### Task details
Repeat only the stretch of lines below that runs from the line with "let pages = load_pages(source).await?;" through the line with "pub async fn ocr(args: OcrArgs)", unaltered.

(Extracted records)

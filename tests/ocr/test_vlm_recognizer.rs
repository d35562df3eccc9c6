// Copyright (c) 2025 Fabstir
// SPDX-License-Identifier: BUSL-1.1
// VlmTextRecognizer against a local fake VLM sidecar

use axum::{
    extract::State,
    http::StatusCode,
    response::IntoResponse,
    routing::{get, post},
    Json, Router,
};
use ocr_chat_node::ocr::{ocr_document, OcrError, PageImage, TextRecognizer, VlmTextRecognizer};
use serde_json::{json, Value};
use std::net::SocketAddr;
use std::sync::{Arc, Mutex};
use std::time::Duration;

const TINY_PNG_BASE64: &str =
    "iVBORw0KGgoAAAANSUhEUgAAAAEAAAABCAYAAAAfFcSJAAAADUlEQVR42mP8z8DwHwAFBQIAX8jx0gAAAABJRU5ErkJggg==";

#[derive(Clone)]
struct FakeSidecar {
    status: StatusCode,
    reply: Value,
    seen: Arc<Mutex<Vec<Value>>>,
}

async fn completions(
    State(sidecar): State<FakeSidecar>,
    Json(body): Json<Value>,
) -> impl IntoResponse {
    sidecar.seen.lock().unwrap().push(body);
    (sidecar.status, Json(sidecar.reply.clone()))
}

async fn health() -> &'static str {
    "ok"
}

async fn spawn_sidecar(status: StatusCode, reply: Value) -> (SocketAddr, FakeSidecar) {
    let sidecar = FakeSidecar {
        status,
        reply,
        seen: Arc::new(Mutex::new(Vec::new())),
    };
    let app = Router::new()
        .route("/health", get(health))
        .route("/v1/chat/completions", post(completions))
        .with_state(sidecar.clone());

    let listener = tokio::net::TcpListener::bind("127.0.0.1:0").await.unwrap();
    let addr = listener.local_addr().unwrap();
    tokio::spawn(async move {
        axum::serve(listener, app).await.unwrap();
    });
    (addr, sidecar)
}

fn recognizer(addr: SocketAddr) -> VlmTextRecognizer {
    // Trailing slash is tolerated
    VlmTextRecognizer::new(
        &format!("http://{}/", addr),
        "qwen3-vl",
        Duration::from_secs(5),
    )
    .unwrap()
}

#[tokio::test]
async fn test_recognized_text_returned() {
    let (addr, sidecar) = spawn_sidecar(
        StatusCode::OK,
        json!({"choices": [{"message": {"content": "INVOICE\nTotal: 42 EUR"}}]}),
    )
    .await;

    let image = PageImage::from_base64(TINY_PNG_BASE64).unwrap();
    let text = recognizer(addr).recognize_text(&image).await.unwrap();
    assert_eq!(text, "INVOICE\nTotal: 42 EUR");

    let seen = sidecar.seen.lock().unwrap();
    assert_eq!(seen.len(), 1);
    assert_eq!(seen[0]["model"], "qwen3-vl");
    let content = &seen[0]["messages"][0]["content"];
    assert_eq!(content[0]["type"], "text");
    assert_eq!(content[1]["type"], "image_url");
    assert_eq!(content[1]["image_url"]["url"], image.to_data_url());
}

#[tokio::test]
async fn test_no_choices_is_empty_text() {
    let (addr, _) = spawn_sidecar(StatusCode::OK, json!({"choices": []})).await;
    let image = PageImage::from_base64(TINY_PNG_BASE64).unwrap();
    assert_eq!(recognizer(addr).recognize_text(&image).await.unwrap(), "");
}

#[tokio::test]
async fn test_sidecar_error_fails_page() {
    let (addr, _) = spawn_sidecar(
        StatusCode::INTERNAL_SERVER_ERROR,
        json!({"error": "model crashed"}),
    )
    .await;

    let image = PageImage::from_base64(TINY_PNG_BASE64).unwrap();
    let result = ocr_document(&[image], &recognizer(addr)).await;
    assert!(matches!(result, Err(OcrError::Recognition { page: 0, .. })));
}

#[tokio::test]
async fn test_health_check() {
    let (addr, _) = spawn_sidecar(StatusCode::OK, json!({})).await;
    let recognizer = recognizer(addr);
    assert_eq!(recognizer.endpoint(), format!("http://{}", addr));
    assert!(recognizer.health_check().await);
}
// Copyright (c) 2025 Fabstir
// SPDX-License-Identifier: BUSL-1.1
// A single chat session over one document

use serde::Serialize;
use std::sync::Arc;
use tokio::sync::Mutex;
use tracing::{debug, info};

use super::SessionError;
use crate::chat::{
    assemble_extraction, assemble_free_text, ChatMessage, ChatRole, Conversation, ExtractionField,
};
use crate::completion::{CompletionClient, CompletionError, CompletionOutput};
use crate::document::{DocumentPage, SentencePayload};
use crate::embeddings::Embedder;
use crate::ocr::{ocr_document, PageImage, TextRecognizer};
use crate::rag::{IndexStats, RetrievalPipeline};
use crate::storage::DocumentStore;

/// Outcome of a free-text chat turn
#[derive(Debug, Clone, Serialize)]
pub struct ChatTurn {
    pub reply: String,
    /// Sentences that were put into the prompt
    pub context: Vec<SentencePayload>,
}

/// Outcome of a structured extraction
#[derive(Debug, Clone, Serialize)]
pub struct ExtractionResult {
    /// Parsed function arguments
    pub data: serde_json::Value,
    /// Arguments exactly as returned by the model
    pub raw: String,
}

pub struct ChatSession {
    id: String,
    pipeline: RetrievalPipeline,
    conversation: Mutex<Conversation>,
    documents: DocumentStore,
    // Held across build and save so the stored pages follow the live index
    indexing: Mutex<()>,
}

impl std::fmt::Debug for ChatSession {
    fn fmt(&self, f: &mut std::fmt::Formatter<'_>) -> std::fmt::Result {
        f.debug_struct("ChatSession")
            .field("id", &self.id)
            .field("documents", &self.documents.key())
            .finish()
    }
}

impl ChatSession {
    pub fn new(
        id: impl Into<String>,
        embedder: Arc<dyn Embedder>,
        concurrency: usize,
        documents: DocumentStore,
    ) -> Self {
        Self {
            id: id.into(),
            pipeline: RetrievalPipeline::with_concurrency(embedder, concurrency),
            conversation: Mutex::new(Conversation::new()),
            documents,
            indexing: Mutex::new(()),
        }
    }

    pub fn id(&self) -> &str {
        &self.id
    }

    pub fn pipeline(&self) -> &RetrievalPipeline {
        &self.pipeline
    }

    /// Rebuild the index from `pages`, then store them
    ///
    /// A failed build stores nothing and keeps the previous document.
    pub async fn index_pages(&self, pages: Vec<DocumentPage>) -> Result<IndexStats, SessionError> {
        let _guard = self.indexing.lock().await;
        let stats = self.pipeline.index_document(pages.clone()).await?;
        self.documents.save_pages(&pages).await?;
        Ok(stats)
    }

    /// Rebuild the index from the stored pages, if any were stored
    pub async fn restore(&self) -> Result<Option<IndexStats>, SessionError> {
        let pages = self.documents.load_pages().await?;
        if pages.is_empty() {
            return Ok(None);
        }
        info!("Session {}: restoring {} stored pages", self.id, pages.len());
        Ok(Some(self.pipeline.index_document(pages).await?))
    }

    /// OCR `images`, then store and index the resulting pages
    pub async fn ingest_images(
        &self,
        images: &[PageImage],
        recognizer: &dyn TextRecognizer,
    ) -> Result<(Vec<DocumentPage>, IndexStats), SessionError> {
        let pages = ocr_document(images, recognizer).await?;
        let stats = self.index_pages(pages.clone()).await?;
        Ok((pages, stats))
    }

    pub async fn retrieve(
        &self,
        query: &str,
        k: usize,
    ) -> Result<Vec<SentencePayload>, SessionError> {
        Ok(self.pipeline.retrieve(query, k).await?)
    }

    /// Answer `query` from the `k` most relevant sentences
    ///
    /// The user and assistant messages are committed to the conversation
    /// together, only once the completion succeeded.
    pub async fn ask(
        &self,
        query: &str,
        k: usize,
        client: &dyn CompletionClient,
        credential: &str,
    ) -> Result<ChatTurn, SessionError> {
        let context = self.pipeline.retrieve(query, k).await?;

        let mut conversation = self.conversation.lock().await;
        let mut draft = conversation.clone();
        let request = assemble_free_text(&mut draft, query, &context)?;

        let reply = match client.complete(&request, credential).await? {
            CompletionOutput::Text(text) => text,
            CompletionOutput::FunctionArguments(arguments) => arguments,
        };
        draft.push(ChatRole::Assistant, reply.clone());
        *conversation = draft;

        debug!(
            "Session {}: answered with {} context sentences",
            self.id,
            context.len()
        );
        Ok(ChatTurn { reply, context })
    }

    /// Pull `fields` out of the whole document through a forced function call
    pub async fn extract(
        &self,
        fields: &[ExtractionField],
        client: &dyn CompletionClient,
        credential: &str,
    ) -> Result<ExtractionResult, SessionError> {
        let document_text = self.pipeline.document_text().await;

        let mut conversation = self.conversation.lock().await;
        let mut draft = conversation.clone();
        let request = assemble_extraction(&mut draft, &document_text, fields)?;

        let raw = match client.complete(&request, credential).await? {
            CompletionOutput::FunctionArguments(arguments) => arguments,
            CompletionOutput::Text(_) => {
                return Err(CompletionError::Decode(
                    "expected a function call, got plain text".to_string(),
                )
                .into())
            }
        };
        let data: serde_json::Value = serde_json::from_str(&raw)
            .map_err(|e| SessionError::InvalidExtraction(e.to_string()))?;
        if !data.is_object() {
            return Err(SessionError::InvalidExtraction(
                "arguments are not a JSON object".to_string(),
            ));
        }

        draft.push(ChatRole::Assistant, raw.clone());
        *conversation = draft;

        Ok(ExtractionResult { data, raw })
    }

    pub async fn messages(&self) -> Vec<ChatMessage> {
        self.conversation.lock().await.messages().to_vec()
    }

    /// Forget the stored pages of this session
    pub async fn clear_documents(&self) -> Result<bool, SessionError> {
        Ok(self.documents.clear().await?)
    }
}
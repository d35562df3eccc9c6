// Copyright (c) 2025 Fabstir
// SPDX-License-Identifier: BUSL-1.1
use anyhow::{anyhow, bail, Context, Result};
use clap::Args;
use std::path::PathBuf;
use std::sync::Arc;
use tracing::{info, warn};

use crate::chat::ExtractionField;
use crate::completion::OpenAiCompletionClient;
use crate::config::{NodeConfig, DEFAULT_TOP_K};
use crate::document::DocumentPage;
use crate::embeddings::{service::load_embedder, Embedder};
use crate::ocr::{ocr_document, PageImage, VlmTextRecognizer};
use crate::rag::RetrievalPipeline;
use crate::session::ChatSession;
use crate::storage::{DocumentStore, FileStore, MemoryStore};

/// Where the document pages come from
#[derive(Args, Debug)]
pub struct SourceArgs {
    /// JSON file holding an array of {image, text} pages
    #[arg(long)]
    pub pages: Option<PathBuf>,

    /// File store directory; its "ocr" entry is used when --pages is absent
    #[arg(long, env = "STORAGE_DIR", default_value = "./data")]
    pub store_dir: PathBuf,
}

/// Arguments for the ocr command
#[derive(Args, Debug)]
pub struct OcrArgs {
    /// Page images, in page order
    #[arg(required = true, num_args = 1..)]
    pub images: Vec<PathBuf>,

    /// VLM sidecar base URL
    #[arg(long, env = "OCR_ENDPOINT")]
    pub endpoint: String,

    #[arg(long, env = "OCR_MODEL", default_value = "qwen3-vl")]
    pub model: String,

    /// Also write the pages to this JSON file
    #[arg(long)]
    pub out: Option<PathBuf>,

    #[arg(long, env = "STORAGE_DIR", default_value = "./data")]
    pub store_dir: PathBuf,
}

/// Arguments for the index command
#[derive(Args, Debug)]
pub struct IndexArgs {
    #[command(flatten)]
    pub source: SourceArgs,
}

/// Arguments for the ask command
#[derive(Args, Debug)]
pub struct AskArgs {
    #[command(flatten)]
    pub source: SourceArgs,

    #[arg(long)]
    pub query: String,

    /// Number of sentences to return
    #[arg(long, default_value_t = DEFAULT_TOP_K)]
    pub k: usize,
}

/// Arguments for the chat command
#[derive(Args, Debug)]
pub struct ChatArgs {
    #[command(flatten)]
    pub source: SourceArgs,

    #[arg(long)]
    pub query: String,

    #[arg(long, default_value_t = DEFAULT_TOP_K)]
    pub k: usize,

    /// Completion API key
    #[arg(long, env = "OPENAI_API_KEY", hide_env_values = true)]
    pub api_key: Option<String>,
}

/// Arguments for the extract command
#[derive(Args, Debug)]
pub struct ExtractArgs {
    #[command(flatten)]
    pub source: SourceArgs,

    /// Field to extract as name=description; repeatable
    #[arg(long = "field", required = true)]
    pub fields: Vec<String>,

    #[arg(long, env = "OPENAI_API_KEY", hide_env_values = true)]
    pub api_key: Option<String>,
}

impl ExtractArgs {
    pub fn extraction_fields(&self) -> Result<Vec<ExtractionField>> {
        self.fields
            .iter()
            .map(|field| {
                let (name, description) = field.split_once('=').unwrap_or((field.as_str(), ""));
                let name = name.trim();
                if name.is_empty() {
                    bail!("field '{}' has no name", field);
                }
                Ok(ExtractionField::new(name, description.trim()))
            })
            .collect()
    }
}

fn node_config() -> Result<NodeConfig> {
    let config = NodeConfig::from_env().map_err(|e| anyhow!(e))?;
    config.validate().map_err(|e| anyhow!(e))?;
    Ok(config)
}

fn require_api_key(api_key: Option<String>) -> Result<String> {
    api_key
        .filter(|key| !key.trim().is_empty())
        .ok_or_else(|| anyhow!("no completion API key; pass --api-key or set OPENAI_API_KEY"))
}

async fn load_pages(source: &SourceArgs) -> Result<Vec<DocumentPage>> {
    let pages = match &source.pages {
        Some(path) => {
            let json = tokio::fs::read_to_string(path)
                .await
                .with_context(|| format!("failed to read {}", path.display()))?;
            serde_json::from_str::<Vec<DocumentPage>>(&json)
                .with_context(|| format!("{} is not a page array", path.display()))?
        }
        None => {
            let store = DocumentStore::new(Arc::new(FileStore::new(&source.store_dir)));
            store.load_pages().await?
        }
    };
    if pages.is_empty() {
        warn!("Document has no pages");
    }
    Ok(pages)
}

async fn embedder(config: &NodeConfig) -> Result<Arc<dyn Embedder>> {
    let embedder = load_embedder(&config.embedding).await?;
    info!(
        "Embedding model {} ready ({} dimensions)",
        embedder.model_name(),
        embedder.dimension()
    );
    Ok(embedder)
}

async fn indexed_session(config: &NodeConfig, source: &SourceArgs) -> Result<ChatSession> {
    let pages = load_pages(source).await?;
    let session = ChatSession::new(
        "cli",
        embedder(config).await?,
        config.embedding.concurrency,
        DocumentStore::new(Arc::new(MemoryStore::new())),
    );
    session.index_pages(pages).await?;
    Ok(session)
}

pub async fn ocr(args: OcrArgs) -> Result<()> {
    let config = node_config()?;
    let recognizer =
        VlmTextRecognizer::new(&args.endpoint, &args.model, config.completion.timeout())?;

    let mut images = Vec::with_capacity(args.images.len());
    for path in &args.images {
        let bytes = tokio::fs::read(path)
            .await
            .with_context(|| format!("failed to read {}", path.display()))?;
        let image = PageImage::from_bytes(bytes)
            .with_context(|| format!("{} is not a supported image", path.display()))?;
        images.push(image);
    }

    let pages = ocr_document(&images, &recognizer).await?;

    let store = DocumentStore::new(Arc::new(FileStore::new(&args.store_dir)));
    store.save_pages(&pages).await?;
    if let Some(out) = &args.out {
        tokio::fs::write(out, serde_json::to_string_pretty(&pages)?)
            .await
            .with_context(|| format!("failed to write {}", out.display()))?;
    }

    println!(
        "✅ Recognized {} pages into {}",
        pages.len(),
        args.store_dir.display()
    );
    Ok(())
}

pub async fn index(args: IndexArgs) -> Result<()> {
    let config = node_config()?;
    let pages = load_pages(&args.source).await?;
    let pipeline =
        RetrievalPipeline::with_concurrency(embedder(&config).await?, config.embedding.concurrency);
    let stats = pipeline.index_document(pages).await?;

    for unit in pipeline.sentence_units().await {
        println!("{}\t{}", unit.locator, unit.source_text);
    }
    println!(
        "✅ Indexed {} sentences from {} pages",
        stats.sentences, stats.pages
    );
    Ok(())
}

pub async fn ask(args: AskArgs) -> Result<()> {
    let config = node_config()?;
    let pages = load_pages(&args.source).await?;
    let pipeline =
        RetrievalPipeline::with_concurrency(embedder(&config).await?, config.embedding.concurrency);
    pipeline.index_document(pages).await?;

    let matches = pipeline.search(&args.query, args.k).await?;
    if matches.is_empty() {
        println!("No matching sentences");
    }
    for found in matches {
        println!(
            "{:.4}\t{}\t{}",
            found.score, found.payload.url, found.payload.title
        );
    }
    Ok(())
}

pub async fn chat(args: ChatArgs) -> Result<()> {
    let api_key = require_api_key(args.api_key)?;
    let config = node_config()?;
    let client = OpenAiCompletionClient::new(
        &config.completion.base_url,
        &config.completion.model,
        config.completion.timeout(),
    )?;
    let session = indexed_session(&config, &args.source).await?;

    let turn = session.ask(&args.query, args.k, &client, &api_key).await?;
    println!("{}", turn.reply);
    if !turn.context.is_empty() {
        println!();
        println!("Sources:");
        for sentence in &turn.context {
            println!("  [{}] {}", sentence.url, sentence.title);
        }
    }
    Ok(())
}

pub async fn extract(args: ExtractArgs) -> Result<()> {
    let fields = args.extraction_fields()?;
    let api_key = require_api_key(args.api_key.clone())?;
    let config = node_config()?;
    let client = OpenAiCompletionClient::new(
        &config.completion.base_url,
        &config.completion.model,
        config.completion.timeout(),
    )?;
    let session = indexed_session(&config, &args.source).await?;

    let result = session.extract(&fields, &client, &api_key).await?;
    println!("{}", serde_json::to_string_pretty(&result.data)?);
    Ok(())
}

### Result for this exercise
    let pages = load_pages(source).await?;
    let session = ChatSession::new(
        "cli",
        embedder(config).await?,
        config.embedding.concurrency,
        DocumentStore::new(Arc::new(MemoryStore::new())),
    );
    session.index_pages(pages).await?;
    Ok(session)
}

pub async fn ocr(args: OcrArgs) -> Result<()> {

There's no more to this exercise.